Waves is another song on Paige’s EP that’s actually been in existence for a few years.
“I feel like Waves got to the point that I really wanted it to be, and I didn’t think it’d get there. It took so long because I didn’t have any sort of management, I didn’t have funding to get it produced by someone that could make it real good, so I waited. I was like, I’ll wait because one day I’ll be able to get it produced real well… Luckily Josh helped me with it and he did such a good job, which was mean, he’s the man.”
After having waited so long, she explains the surreal moment she received the final Waves production on a flight to New York last year, not long turned 20 and on her way to sign a record deal with Arista, an American branch of Sony.
“I was like, okay, this better be it because we’d gone through it a few times, and I was listening on the plane and I was like, ‘Oh man, this is how I wanted it.’ And he finished Yellow the same day!”
New York is an extreme contrast for someone coming from Clarke’s Bay, a beach suburb an hour south (with no traffic) of Auckland CBD, itself a small city to global standards. Paige says she finds that city/beach contrast healthy, and even enjoys driving the route most days.

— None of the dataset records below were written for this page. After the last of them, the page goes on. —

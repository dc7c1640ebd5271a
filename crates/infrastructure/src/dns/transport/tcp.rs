//! TCP Transport for DNS queries (RFC 1035 §4.2.2)
//!
//! Each message is framed with a 2-byte big-endian length prefix. A fresh
//! connection is opened per query and dropped on every exit path.

use super::{network_error, timed_out, DnsTransport, TransportKind, TransportResponse};
use async_trait::async_trait;
use ferrous_resolv_domain::TransportError;
use std::io;
use std::net::SocketAddr;
use std::time::Duration;
use tokio::io::{AsyncReadExt, AsyncWriteExt};
use tokio::net::TcpStream;
use tracing::debug;

pub struct TcpTransport {
    server_addr: SocketAddr,
}

impl TcpTransport {
    pub fn new(server_addr: SocketAddr) -> Self {
        Self { server_addr }
    }

    async fn exchange(&self, message_bytes: &[u8]) -> Result<Vec<u8>, TransportError> {
        let mut stream = TcpStream::connect(self.server_addr)
            .await
            .map_err(|e| network_error(self.server_addr, format!("connect failed: {}", e)))?;

        stream
            .set_nodelay(true)
            .map_err(|e| network_error(self.server_addr, format!("TCP_NODELAY: {}", e)))?;

        send_with_length_prefix(&mut stream, message_bytes)
            .await
            .map_err(|e| network_error(self.server_addr, format!("send failed: {}", e)))?;

        debug!(server = %self.server_addr, message_len = message_bytes.len(), "TCP query sent");

        let response = read_with_length_prefix(&mut stream)
            .await
            .map_err(|e| network_error(self.server_addr, format!("receive failed: {}", e)))?;

        debug!(server = %self.server_addr, response_len = response.len(), "TCP response received");

        Ok(response)
    }
}

#[async_trait]
impl DnsTransport for TcpTransport {
    async fn send(
        &self,
        message_bytes: &[u8],
        timeout: Duration,
    ) -> Result<TransportResponse, TransportError> {
        let bytes = tokio::time::timeout(timeout, self.exchange(message_bytes))
            .await
            .map_err(|_| timed_out(self.server_addr))??;

        Ok(TransportResponse {
            bytes,
            protocol_used: TransportKind::Stream,
        })
    }

    fn kind(&self) -> TransportKind {
        TransportKind::Stream
    }
}

pub(crate) async fn send_with_length_prefix<S>(stream: &mut S, message_bytes: &[u8]) -> io::Result<()>
where
    S: AsyncWriteExt + Unpin,
{
    let length = u16::try_from(message_bytes.len()).map_err(|_| {
        io::Error::new(
            io::ErrorKind::InvalidInput,
            format!("message of {} bytes exceeds TCP frame limit", message_bytes.len()),
        )
    })?;

    stream.write_all(&length.to_be_bytes()).await?;
    stream.write_all(message_bytes).await?;
    stream.flush().await
}

pub(crate) async fn read_with_length_prefix<S>(stream: &mut S) -> io::Result<Vec<u8>>
where
    S: AsyncReadExt + Unpin,
{
    let mut len_buf = [0u8; 2];
    stream.read_exact(&mut len_buf).await?;

    let response_len = u16::from_be_bytes(len_buf) as usize;

    let mut response = vec![0u8; response_len];
    stream.read_exact(&mut response).await?;

    Ok(response)
}
//! Decides whether a raw reply answers the query that was sent.

use super::wire_codec::WireCodec;
use crate::dns::transport::TransportKind;
use ferrous_resolv_domain::{DnsMessage, RejectReason, ServerEndpoint};
use tracing::debug;

#[derive(Debug, Clone, PartialEq, Eq)]
pub enum Validation {
    Accepted(DnsMessage),
    Rejected(RejectReason),
    /// TC set on a UDP reply; retry the candidate over TCP.
    Truncated,
    Malformed(String),
}

pub struct ResponseValidator;

impl ResponseValidator {
    /// Checks, in order: decodes, ID matches, QR set, truncation (UDP only),
    /// question echoed. Any RCODE is accepted once those pass.
    ///
    /// A UDP reply cut short mid-record still counts as truncated when its
    /// header alone carries our ID with QR and TC set.
    pub fn validate(
        query: &DnsMessage,
        endpoint: ServerEndpoint,
        transport: TransportKind,
        raw: &[u8],
    ) -> Validation {
        let response = match WireCodec::decode(raw) {
            Ok(msg) => msg,
            Err(e) => {
                if transport == TransportKind::Udp && Self::is_cut_truncated(query, raw) {
                    debug!(server = %endpoint, error = %e, "Truncated UDP response cut mid-record");
                    return Validation::Truncated;
                }
                debug!(server = %endpoint, transport = %transport, error = %e, "Malformed response");
                return Validation::Malformed(e.to_string());
            }
        };

        if response.id() != query.id() {
            return Self::reject(endpoint, RejectReason::IdMismatch);
        }
        if !response.is_response() {
            return Self::reject(endpoint, RejectReason::NotAResponse);
        }
        if response.is_truncated() && transport == TransportKind::Udp {
            debug!(server = %endpoint, "Truncated UDP response");
            return Validation::Truncated;
        }
        if response.questions() != query.questions() {
            return Self::reject(endpoint, RejectReason::QuestionMismatch);
        }

        Validation::Accepted(response)
    }

    fn is_cut_truncated(query: &DnsMessage, raw: &[u8]) -> bool {
        match WireCodec::decode_header(raw) {
            Ok(header) => header.id == query.id() && header.is_response && header.truncated,
            Err(_) => false,
        }
    }

    fn reject(endpoint: ServerEndpoint, reason: RejectReason) -> Validation {
        debug!(server = %endpoint, reason = %reason, "Rejected response");
        Validation::Rejected(reason)
    }
}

“I don’t mind the drive because I feel like when I drive I listen to albums on the way in. I listened to Little Mix on the way today, their new album. Loved it. I love Little Mix, I think they’re awesome. It’s a bit corny but I love it. I love pop. I love pop music. I’m still buzzing cos it was great.”

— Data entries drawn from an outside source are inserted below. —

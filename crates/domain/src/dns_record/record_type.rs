use crate::errors::DomainError;
use std::fmt;
use std::str::FromStr;

/// Resource record type (RFC 1035 §3.2.2 and later registrations).
///
/// Codes without a named variant are kept as `Unknown` so replies carrying
/// types we do not know about still decode.
#[derive(Debug, Clone, Copy, PartialEq, Eq, Hash)]
pub enum RecordType {
    A,
    NS,
    CNAME,
    SOA,
    NULL,
    WKS,
    PTR,
    HINFO,
    MX,
    TXT,
    AAAA,
    SRV,
    NAPTR,
    DNAME,
    OPT,
    DS,
    SSHFP,
    IPSECKEY,
    RRSIG,
    NSEC,
    DNSKEY,
    NSEC3,
    NSEC3PARAM,
    TLSA,
    CDS,
    CDNSKEY,
    OPENPGPKEY,
    ZONEMD,
    SVCB,
    HTTPS,
    IXFR,
    AXFR,
    ANY,
    CAA,
    Unknown(u16),
}

impl RecordType {
    pub fn as_str(&self) -> &'static str {
        match self {
            RecordType::A => "A",
            RecordType::NS => "NS",
            RecordType::CNAME => "CNAME",
            RecordType::SOA => "SOA",
            RecordType::NULL => "NULL",
            RecordType::WKS => "WKS",
            RecordType::PTR => "PTR",
            RecordType::HINFO => "HINFO",
            RecordType::MX => "MX",
            RecordType::TXT => "TXT",
            RecordType::AAAA => "AAAA",
            RecordType::SRV => "SRV",
            RecordType::NAPTR => "NAPTR",
            RecordType::DNAME => "DNAME",
            RecordType::OPT => "OPT",
            RecordType::DS => "DS",
            RecordType::SSHFP => "SSHFP",
            RecordType::IPSECKEY => "IPSECKEY",
            RecordType::RRSIG => "RRSIG",
            RecordType::NSEC => "NSEC",
            RecordType::DNSKEY => "DNSKEY",
            RecordType::NSEC3 => "NSEC3",
            RecordType::NSEC3PARAM => "NSEC3PARAM",
            RecordType::TLSA => "TLSA",
            RecordType::CDS => "CDS",
            RecordType::CDNSKEY => "CDNSKEY",
            RecordType::OPENPGPKEY => "OPENPGPKEY",
            RecordType::ZONEMD => "ZONEMD",
            RecordType::SVCB => "SVCB",
            RecordType::HTTPS => "HTTPS",
            RecordType::IXFR => "IXFR",
            RecordType::AXFR => "AXFR",
            RecordType::ANY => "ANY",
            RecordType::CAA => "CAA",
            RecordType::Unknown(_) => "UNKNOWN",
        }
    }

    pub fn to_u16(&self) -> u16 {
        match self {
            RecordType::A => 1,
            RecordType::NS => 2,
            RecordType::CNAME => 5,
            RecordType::SOA => 6,
            RecordType::NULL => 10,
            RecordType::WKS => 11,
            RecordType::PTR => 12,
            RecordType::HINFO => 13,
            RecordType::MX => 15,
            RecordType::TXT => 16,
            RecordType::AAAA => 28,
            RecordType::SRV => 33,
            RecordType::NAPTR => 35,
            RecordType::DNAME => 39,
            RecordType::OPT => 41,
            RecordType::DS => 43,
            RecordType::SSHFP => 44,
            RecordType::IPSECKEY => 45,
            RecordType::RRSIG => 46,
            RecordType::NSEC => 47,
            RecordType::DNSKEY => 48,
            RecordType::NSEC3 => 50,
            RecordType::NSEC3PARAM => 51,
            RecordType::TLSA => 52,
            RecordType::CDS => 59,
            RecordType::CDNSKEY => 60,
            RecordType::OPENPGPKEY => 61,
            RecordType::ZONEMD => 63,
            RecordType::SVCB => 64,
            RecordType::HTTPS => 65,
            RecordType::IXFR => 251,
            RecordType::AXFR => 252,
            RecordType::ANY => 255,
            RecordType::CAA => 257,
            RecordType::Unknown(code) => *code,
        }
    }

    pub fn from_u16(code: u16) -> Self {
        match code {
            1 => RecordType::A,
            2 => RecordType::NS,
            5 => RecordType::CNAME,
            6 => RecordType::SOA,
            10 => RecordType::NULL,
            11 => RecordType::WKS,
            12 => RecordType::PTR,
            13 => RecordType::HINFO,
            15 => RecordType::MX,
            16 => RecordType::TXT,
            28 => RecordType::AAAA,
            33 => RecordType::SRV,
            35 => RecordType::NAPTR,
            39 => RecordType::DNAME,
            41 => RecordType::OPT,
            43 => RecordType::DS,
            44 => RecordType::SSHFP,
            45 => RecordType::IPSECKEY,
            46 => RecordType::RRSIG,
            47 => RecordType::NSEC,
            48 => RecordType::DNSKEY,
            50 => RecordType::NSEC3,
            51 => RecordType::NSEC3PARAM,
            52 => RecordType::TLSA,
            59 => RecordType::CDS,
            60 => RecordType::CDNSKEY,
            61 => RecordType::OPENPGPKEY,
            63 => RecordType::ZONEMD,
            64 => RecordType::SVCB,
            65 => RecordType::HTTPS,
            251 => RecordType::IXFR,
            252 => RecordType::AXFR,
            255 => RecordType::ANY,
            257 => RecordType::CAA,
            other => RecordType::Unknown(other),
        }
    }

    /// Query-only types (RFC 1035 QTYPE) that never appear in a zone.
    pub fn is_meta(&self) -> bool {
        matches!(
            self,
            RecordType::OPT | RecordType::IXFR | RecordType::AXFR | RecordType::ANY
        )
    }
}

impl From<u16> for RecordType {
    fn from(code: u16) -> Self {
        Self::from_u16(code)
    }
}

impl From<RecordType> for u16 {
    fn from(rt: RecordType) -> Self {
        rt.to_u16()
    }
}

impl fmt::Display for RecordType {
    fn fmt(&self, f: &mut fmt::Formatter<'_>) -> fmt::Result {
        match self {
            RecordType::Unknown(code) => write!(f, "TYPE{}", code),
            other => f.write_str(other.as_str()),
        }
    }
}

impl FromStr for RecordType {
    type Err = DomainError;

    fn from_str(s: &str) -> Result<Self, Self::Err> {
        let upper = s.to_ascii_uppercase();
        if let Some(code) = upper.strip_prefix("TYPE") {
            return code
                .parse::<u16>()
                .map(RecordType::from_u16)
                .map_err(|_| DomainError::InvalidRecordType(s.to_string()));
        }
        match upper.as_str() {
            "A" => Ok(RecordType::A),
            "NS" => Ok(RecordType::NS),
            "CNAME" => Ok(RecordType::CNAME),
            "SOA" => Ok(RecordType::SOA),
            "NULL" => Ok(RecordType::NULL),
            "WKS" => Ok(RecordType::WKS),
            "PTR" => Ok(RecordType::PTR),
            "HINFO" => Ok(RecordType::HINFO),
            "MX" => Ok(RecordType::MX),
            "TXT" => Ok(RecordType::TXT),
            "AAAA" => Ok(RecordType::AAAA),
            "SRV" => Ok(RecordType::SRV),
            "NAPTR" => Ok(RecordType::NAPTR),
            "DNAME" => Ok(RecordType::DNAME),
            "OPT" => Ok(RecordType::OPT),
            "DS" => Ok(RecordType::DS),
            "SSHFP" => Ok(RecordType::SSHFP),
            "IPSECKEY" => Ok(RecordType::IPSECKEY),
            "RRSIG" => Ok(RecordType::RRSIG),
            "NSEC" => Ok(RecordType::NSEC),
            "DNSKEY" => Ok(RecordType::DNSKEY),
            "NSEC3" => Ok(RecordType::NSEC3),
            "NSEC3PARAM" => Ok(RecordType::NSEC3PARAM),
            "TLSA" => Ok(RecordType::TLSA),
            "CDS" => Ok(RecordType::CDS),
            "CDNSKEY" => Ok(RecordType::CDNSKEY),
            "OPENPGPKEY" => Ok(RecordType::OPENPGPKEY),
            "ZONEMD" => Ok(RecordType::ZONEMD),
            "SVCB" => Ok(RecordType::SVCB),
            "HTTPS" => Ok(RecordType::HTTPS),
            "IXFR" => Ok(RecordType::IXFR),
            "AXFR" => Ok(RecordType::AXFR),
            "ANY" => Ok(RecordType::ANY),
            "CAA" => Ok(RecordType::CAA),
            _ => Err(DomainError::InvalidRecordType(s.to_string())),
        }
    }
}

#[cfg(test)]
mod tests {
    use super::*;

    #[test]
    fn test_known_codes_round_trip() {
        for code in [1u16, 2, 5, 6, 15, 16, 28, 33, 41, 43, 46, 48, 65, 255, 257] {
            let rt = RecordType::from_u16(code);
            assert!(!matches!(rt, RecordType::Unknown(_)), "code {}", code);
            assert_eq!(rt.to_u16(), code);
        }
    }

    #[test]
    fn test_unknown_code_is_kept() {
        let rt = RecordType::from_u16(65280);
        assert_eq!(rt, RecordType::Unknown(65280));
        assert_eq!(rt.to_u16(), 65280);
        assert_eq!(rt.to_string(), "TYPE65280");
    }

    #[test]
    fn test_parse_text() {
        assert_eq!("aaaa".parse::<RecordType>().unwrap(), RecordType::AAAA);
        assert_eq!("TYPE1".parse::<RecordType>().unwrap(), RecordType::A);
        assert_eq!(
            "type999".parse::<RecordType>().unwrap(),
            RecordType::Unknown(999)
        );
        assert!("BOGUS".parse::<RecordType>().is_err());
    }
}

Perhaps some of this instinct can be credited to MAINZ, where she studied pop music, but with two more years left to go she decided it was time to leave.
“I only wanted to do MAINZ because I wanted to meet people that could help me do my music. I was there for three years and then after I signed with Sony I was off.”

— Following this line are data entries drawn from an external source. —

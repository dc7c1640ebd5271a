mod resolve_name;

pub use resolve_name::{Lookup, LookupRequest, ResolveNameUseCase};
pub mod dns;
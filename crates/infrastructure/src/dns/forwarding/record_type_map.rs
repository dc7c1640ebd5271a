//! Mapping between the domain's record types and classes and `hickory_proto`'s.
//!
//! Named variants are matched one to one. Anything else travels by its
//! numeric code, so types neither side names (DNAME, private-use codes)
//! survive the trip unchanged.

use ferrous_resolv_domain::{RecordClass, RecordType};
use hickory_proto::rr::{DNSClass, RecordType as HickoryRecordType};

/// Bidirectional mapper between domain and hickory record types and classes
pub struct RecordTypeMapper;

impl RecordTypeMapper {
    /// Convert domain RecordType → hickory RecordType (for building messages)
    pub fn to_hickory(record_type: RecordType) -> HickoryRecordType {
        match record_type {
            // Basic records
            RecordType::A => HickoryRecordType::A,
            RecordType::AAAA => HickoryRecordType::AAAA,
            RecordType::CNAME => HickoryRecordType::CNAME,
            RecordType::MX => HickoryRecordType::MX,
            RecordType::TXT => HickoryRecordType::TXT,
            RecordType::PTR => HickoryRecordType::PTR,
            RecordType::NULL => HickoryRecordType::NULL,
            RecordType::HINFO => HickoryRecordType::HINFO,

            // Advanced records
            RecordType::SRV => HickoryRecordType::SRV,
            RecordType::SOA => HickoryRecordType::SOA,
            RecordType::NS => HickoryRecordType::NS,
            RecordType::NAPTR => HickoryRecordType::NAPTR,
            RecordType::SVCB => HickoryRecordType::SVCB,
            RecordType::HTTPS => HickoryRecordType::HTTPS,

            // Security & modern records
            RecordType::CAA => HickoryRecordType::CAA,
            RecordType::TLSA => HickoryRecordType::TLSA,
            RecordType::SSHFP => HickoryRecordType::SSHFP,

            // DNSSEC records
            RecordType::DS => HickoryRecordType::DS,
            RecordType::DNSKEY => HickoryRecordType::DNSKEY,
            RecordType::RRSIG => HickoryRecordType::RRSIG,
            RecordType::NSEC => HickoryRecordType::NSEC,
            RecordType::NSEC3 => HickoryRecordType::NSEC3,
            RecordType::NSEC3PARAM => HickoryRecordType::NSEC3PARAM,
            RecordType::CDS => HickoryRecordType::CDS,
            RecordType::CDNSKEY => HickoryRecordType::CDNSKEY,

            // Meta types
            RecordType::OPT => HickoryRecordType::OPT,
            RecordType::IXFR => HickoryRecordType::IXFR,
            RecordType::AXFR => HickoryRecordType::AXFR,
            RecordType::ANY => HickoryRecordType::ANY,

            other => HickoryRecordType::from(other.to_u16()),
        }
    }

    /// Convert hickory RecordType → domain RecordType (for decoded replies)
    pub fn from_hickory(hickory_type: HickoryRecordType) -> RecordType {
        match hickory_type {
            HickoryRecordType::A => RecordType::A,
            HickoryRecordType::AAAA => RecordType::AAAA,
            HickoryRecordType::CNAME => RecordType::CNAME,
            HickoryRecordType::MX => RecordType::MX,
            HickoryRecordType::TXT => RecordType::TXT,
            HickoryRecordType::PTR => RecordType::PTR,
            HickoryRecordType::SRV => RecordType::SRV,
            HickoryRecordType::SOA => RecordType::SOA,
            HickoryRecordType::NS => RecordType::NS,
            HickoryRecordType::OPT => RecordType::OPT,
            HickoryRecordType::ANY => RecordType::ANY,
            other => RecordType::from_u16(u16::from(other)),
        }
    }

    pub fn class_to_hickory(record_class: RecordClass) -> DNSClass {
        match record_class {
            RecordClass::IN => DNSClass::IN,
            RecordClass::CH => DNSClass::CH,
            RecordClass::HS => DNSClass::HS,
            RecordClass::NONE => DNSClass::NONE,
            RecordClass::ANY => DNSClass::ANY,
            other => DNSClass::from(other.to_u16()),
        }
    }

    pub fn class_from_hickory(dns_class: DNSClass) -> RecordClass {
        match dns_class {
            DNSClass::IN => RecordClass::IN,
            DNSClass::CH => RecordClass::CH,
            DNSClass::HS => RecordClass::HS,
            DNSClass::NONE => RecordClass::NONE,
            DNSClass::ANY => RecordClass::ANY,
            other => RecordClass::from_u16(u16::from(other)),
        }
    }
}
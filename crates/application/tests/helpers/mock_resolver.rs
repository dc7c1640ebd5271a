#![allow(dead_code)]
use async_trait::async_trait;
use ferrous_resolv_application::ports::DnsResolver;
use ferrous_resolv_domain::{
    DnsMessage, DnsQueryOptions, DomainName, Header, Question, RecordClass, RecordType,
    ResolveError, ResponseCode,
};
use std::sync::{Arc, Mutex};
use tokio_util::sync::CancellationToken;

#[derive(Debug, Clone)]
pub struct RecordedCall {
    pub name: DomainName,
    pub record_type: RecordType,
    pub record_class: RecordClass,
    pub options: DnsQueryOptions,
}

/// Answers every question with a fixed RCODE, or fails with a fixed error.
#[derive(Clone)]
pub struct MockDnsResolver {
    rcode: ResponseCode,
    error: Option<ResolveError>,
    calls: Arc<Mutex<Vec<RecordedCall>>>,
}

impl MockDnsResolver {
    pub fn new() -> Self {
        Self {
            rcode: ResponseCode::NoError,
            error: None,
            calls: Arc::new(Mutex::new(Vec::new())),
        }
    }

    pub fn with_rcode(mut self, rcode: ResponseCode) -> Self {
        self.rcode = rcode;
        self
    }

    pub fn failing(mut self, error: ResolveError) -> Self {
        self.error = Some(error);
        self
    }

    pub fn calls(&self) -> Vec<RecordedCall> {
        self.calls.lock().unwrap().clone()
    }
}

impl Default for MockDnsResolver {
    fn default() -> Self {
        Self::new()
    }
}

#[async_trait]
impl DnsResolver for MockDnsResolver {
    async fn resolve(
        &self,
        name: &DomainName,
        record_type: RecordType,
        record_class: RecordClass,
        options: &DnsQueryOptions,
        cancel: &CancellationToken,
    ) -> Result<DnsMessage, ResolveError> {
        self.calls.lock().unwrap().push(RecordedCall {
            name: name.clone(),
            record_type,
            record_class,
            options: options.clone(),
        });

        if cancel.is_cancelled() {
            return Err(ResolveError::Cancelled);
        }
        if let Some(error) = &self.error {
            return Err(error.clone());
        }

        let query = DnsMessage::new(Header {
            id: 1,
            recursion_desired: options.recursion_desired,
            ..Header::default()
        })
        .with_question(Question::new(name.clone(), record_type, record_class));

        Ok(DnsMessage::response_to(&query).with_response_code(self.rcode))
    }
}
pub mod errors;
pub mod logging;
pub mod resolver;
pub mod root;

pub use errors::ConfigError;
pub use logging::LoggingConfig;
pub use resolver::ResolverConfig;
pub use root::{CliOverrides, Config};
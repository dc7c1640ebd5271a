/// Payload size advertised when EDNS0 is on but no size was configured.
pub const DEFAULT_EDNS_PAYLOAD_SIZE: u16 = 4096;

/// Largest DNS payload over UDP without EDNS0 (RFC 1035 §4.2.1).
pub const CLASSIC_UDP_PAYLOAD_SIZE: u16 = 512;

/// What the OPT pseudo-record (RFC 6891 §6.1) carries for a stub resolver.
///
/// The extended RCODE bits are folded into the message's response code, so
/// they do not appear here. Options are not kept.
#[derive(Debug, Clone, PartialEq, Eq)]
pub struct Edns {
    pub udp_payload_size: u16,
    pub version: u8,
    pub dnssec_ok: bool,
}

impl Edns {
    pub fn new(udp_payload_size: u16) -> Self {
        Self {
            udp_payload_size,
            version: 0,
            dnssec_ok: false,
        }
    }

    pub fn with_dnssec_ok(mut self, dnssec_ok: bool) -> Self {
        self.dnssec_ok = dnssec_ok;
        self
    }

    /// Effective UDP payload size; values below 512 are treated as 512.
    pub fn effective_payload_size(&self) -> u16 {
        self.udp_payload_size.max(CLASSIC_UDP_PAYLOAD_SIZE)
    }
}

impl Default for Edns {
    fn default() -> Self {
        Self::new(DEFAULT_EDNS_PAYLOAD_SIZE)
    }
}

She had met her bandmates there and hit the jackpot with lecturer/producer/songwriter Noema Te Hau, who taught her music production. He was the first person gathered up along the way in her growing team, and consequently important in shaping her sound.
“I was only doing acoustic stuff because I didn’t have anyone that could help put my music together, so I’d only do acoustic. And then I met Noema and when he kind’a helped me put my stuff together, I was like, ‘Oooh, this getting fun.’”
Throughout our interview Paige comes across as a very well-grounded individual who certainly values the people around her, the same going for her fellow NZ musicians.
“I used to be that person that was like, ugh, New Zealand… I wanna go to America. And then like, I love the music coming out of NZ. More than probably anywhere to be honest, all my favourites are from NZ. I love Benee… I love Wells, Navvy, Leisure, Vayne, there’s so many cool Kiwi artists doing stuff and I love it.”
Her ‘Always Growing’ EP is one of the strongest pop projects to come out of NZ this year, as witnessed by Paige being finalist in both the Best Pop Artist and Breakthrough Artist of the Year categories at November’s Aotearoa Music Awards. ‘Always Growing’ blends her acoustic background (in evidence on Waves and Hit n Run) with her evident love of easy pop. There are also hints of RnB in her melodies, perhaps a precursor to where she might next be heading musically.
The EP is well named, each song thoughtfully written with its own unique flair, her natural pop music sensibility matched with a global sounding pop production that the rest of the world should totally be listening out for.